From the entries below, retype only the lines from the one with "exactly once on" through the one with "use std::rc::Rc;", exactly as written.

GIVEN ENTRIES: Begin

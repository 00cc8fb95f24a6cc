//! Single-threaded async wait multiplexer
//!
//! Waits are one-shot: each registration fires its callback exactly once on
//! the thread driving the current `LocalSet` and is removed before the
//! callback runs. Callers re-arm explicitly.

use std::cell::RefCell;
use std::collections::HashMap;
use std::rc::Rc;
use std::time::Duration;
use tokio::task::JoinHandle;
use tokio::time::Instant;
use tracing::{debug, trace};

use crate::channel::{Channel, EndpointId, Signals};

/// When a pending wait gives up
#[derive(Debug, Clone, Copy, PartialEq, Eq)]
pub enum Deadline {
    Infinite,
    At(Instant),
}

impl Deadline {
    pub fn after(timeout: Duration) -> Self {
        Deadline::At(Instant::now() + timeout)
    }
}

/// Cancellation token for one registered wait
#[derive(Debug, Clone, Copy, PartialEq, Eq, Hash)]
pub struct WaitId(u64);

#[derive(Debug, Clone, PartialEq, Eq, thiserror::Error)]
pub enum WaitError {
    #[error("a wait is already pending on endpoint {0:?}")]
    AlreadyPending(EndpointId),
    #[error("wait deadline elapsed")]
    TimedOut,
}

/// Outcome delivered to a wait callback
pub type WaitResult = Result<Signals, WaitError>;

struct PendingWait {
    endpoint: EndpointId,
    task: JoinHandle<()>,
}

#[derive(Default)]
struct ReactorState {
    next_id: u64,
    pending: HashMap<WaitId, PendingWait>,
}

/// Handle to the reactor; clones share the same registration table
#[derive(Clone, Default)]
pub struct AsyncWaiter {
    state: Rc<RefCell<ReactorState>>,
}

impl AsyncWaiter {
    pub fn new() -> Self {
        Self::default()
    }

    /// Register interest in `mask` on `channel`.
    ///
    /// Must be called from within a `LocalSet`. Fails with `AlreadyPending`
    /// if this endpoint already has an outstanding wait; the existing
    /// registration is left in place.
    pub fn arm<F>(
        &self,
        channel: &Channel,
        mask: Signals,
        deadline: Deadline,
        callback: F,
    ) -> Result<WaitId, WaitError>
    where
        F: FnOnce(WaitResult) + 'static,
    {
        let endpoint = channel.id();
        let mut state = self.state.borrow_mut();
        if state.pending.values().any(|wait| wait.endpoint == endpoint) {
            return Err(WaitError::AlreadyPending(endpoint));
        }

        state.next_id += 1;
        let id = WaitId(state.next_id);
        let watcher = channel.watcher();
        let reactor = Rc::downgrade(&self.state);

        let task = tokio::task::spawn_local(async move {
            let result = match deadline {
                Deadline::Infinite => Ok(watcher.wait_for(mask).await),
                Deadline::At(when) => tokio::time::timeout_at(when, watcher.wait_for(mask))
                    .await
                    .map_err(|_| WaitError::TimedOut),
            };

            if let Some(reactor) = reactor.upgrade() {
                reactor.borrow_mut().pending.remove(&id);
            }
            trace!("Wait {:?} fired with {:?}", id, result);
            callback(result);
        });

        state.pending.insert(id, PendingWait { endpoint, task });
        debug!("Armed wait {:?} on {:?} for {:?}", id, endpoint, mask);
        Ok(id)
    }

    /// Cancel a pending wait. Returns false if it already fired or is unknown.
    pub fn cancel(&self, id: WaitId) -> bool {
        let removed = self.state.borrow_mut().pending.remove(&id);
        match removed {
            Some(wait) => {
                wait.task.abort();
                debug!("Cancelled wait {:?} on {:?}", id, wait.endpoint);
                true
            }
            None => false,
        }
    }

    pub fn is_pending(&self, id: WaitId) -> bool {
        self.state.borrow().pending.contains_key(&id)
    }

    /// Number of outstanding waits
    pub fn pending(&self) -> usize {
        self.state.borrow().pending.len()
    }
}

#[cfg(test)]
mod tests {
    use super::*;
    use std::cell::Cell;
    use tokio::task::LocalSet;

    async fn settle() {
        for _ in 0..5 {
            tokio::task::yield_now().await;
        }
    }

    #[tokio::test]
    async fn test_wait_fires_once_and_deregisters() {
        LocalSet::new()
            .run_until(async {
                let waiter = AsyncWaiter::new();
                let (shell, controller) = Channel::create().unwrap();
                let fired = Rc::new(Cell::new(0));

                let counter = fired.clone();
                let id = waiter
                    .arm(
                        &controller,
                        Signals::READABLE | Signals::PEER_CLOSED,
                        Deadline::Infinite,
                        move |result| {
                            assert!(result.unwrap().contains(Signals::READABLE));
                            counter.set(counter.get() + 1);
                        },
                    )
                    .unwrap();
                assert!(waiter.is_pending(id));

                shell.write(b"get_history", Vec::new()).unwrap();
                settle().await;
                assert_eq!(fired.get(), 1);
                assert_eq!(waiter.pending(), 0);

                shell.write(b"get_history", Vec::new()).unwrap();
                settle().await;
                assert_eq!(fired.get(), 1, "waits do not renew themselves");
            })
            .await;
    }

    #[tokio::test]
    async fn test_second_arm_is_rejected() {
        LocalSet::new()
            .run_until(async {
                let waiter = AsyncWaiter::new();
                let (shell, controller) = Channel::create().unwrap();
                let first = Rc::new(Cell::new(false));

                let flag = first.clone();
                let id = waiter
                    .arm(&controller, Signals::READABLE, Deadline::Infinite, move |_| {
                        flag.set(true)
                    })
                    .unwrap();

                let second = waiter.arm(&controller, Signals::READABLE, Deadline::Infinite, |_| {
                    panic!("replacement wait must never fire")
                });
                assert_eq!(second, Err(WaitError::AlreadyPending(controller.id())));
                assert!(waiter.is_pending(id));

                shell.write(b"x", Vec::new()).unwrap();
                settle().await;
                assert!(first.get());
            })
            .await;
    }

    #[tokio::test]
    async fn test_cancel_suppresses_callback() {
        LocalSet::new()
            .run_until(async {
                let waiter = AsyncWaiter::new();
                let (shell, controller) = Channel::create().unwrap();

                let id = waiter
                    .arm(&controller, Signals::READABLE, Deadline::Infinite, |_| {
                        panic!("cancelled wait fired")
                    })
                    .unwrap();
                assert!(waiter.cancel(id));
                assert!(!waiter.cancel(id));

                shell.write(b"x", Vec::new()).unwrap();
                settle().await;
                assert_eq!(waiter.pending(), 0);
            })
            .await;
    }

    #[tokio::test]
    async fn test_cancel_after_fire_is_noop() {
        LocalSet::new()
            .run_until(async {
                let waiter = AsyncWaiter::new();
                let (shell, controller) = Channel::create().unwrap();
                shell.write(b"x", Vec::new()).unwrap();

                let id = waiter
                    .arm(&controller, Signals::READABLE, Deadline::Infinite, |_| {})
                    .unwrap();
                settle().await;
                assert!(!waiter.cancel(id));
            })
            .await;
    }

    #[tokio::test]
    async fn test_deadline_reports_timeout() {
        LocalSet::new()
            .run_until(async {
                let waiter = AsyncWaiter::new();
                let (_shell, controller) = Channel::create().unwrap();
                let outcome = Rc::new(RefCell::new(None));

                let slot = outcome.clone();
                waiter
                    .arm(
                        &controller,
                        Signals::READABLE,
                        Deadline::after(Duration::from_millis(50)),
                        move |result| *slot.borrow_mut() = Some(result),
                    )
                    .unwrap();

                tokio::time::sleep(Duration::from_millis(100)).await;
                assert_eq!(*outcome.borrow(), Some(Err(WaitError::TimedOut)));
            })
            .await;
    }
}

GIVEN ENTRIES: End

### SOLUTION FOR THIS EXERCISE
//! Waits are one-shot: each registration fires its callback exactly once on
//! the thread driving the current `LocalSet` and is removed before the
//! callback runs. Callers re-arm explicitly.

use std::cell::RefCell;
use std::collections::HashMap;
use std::rc::Rc;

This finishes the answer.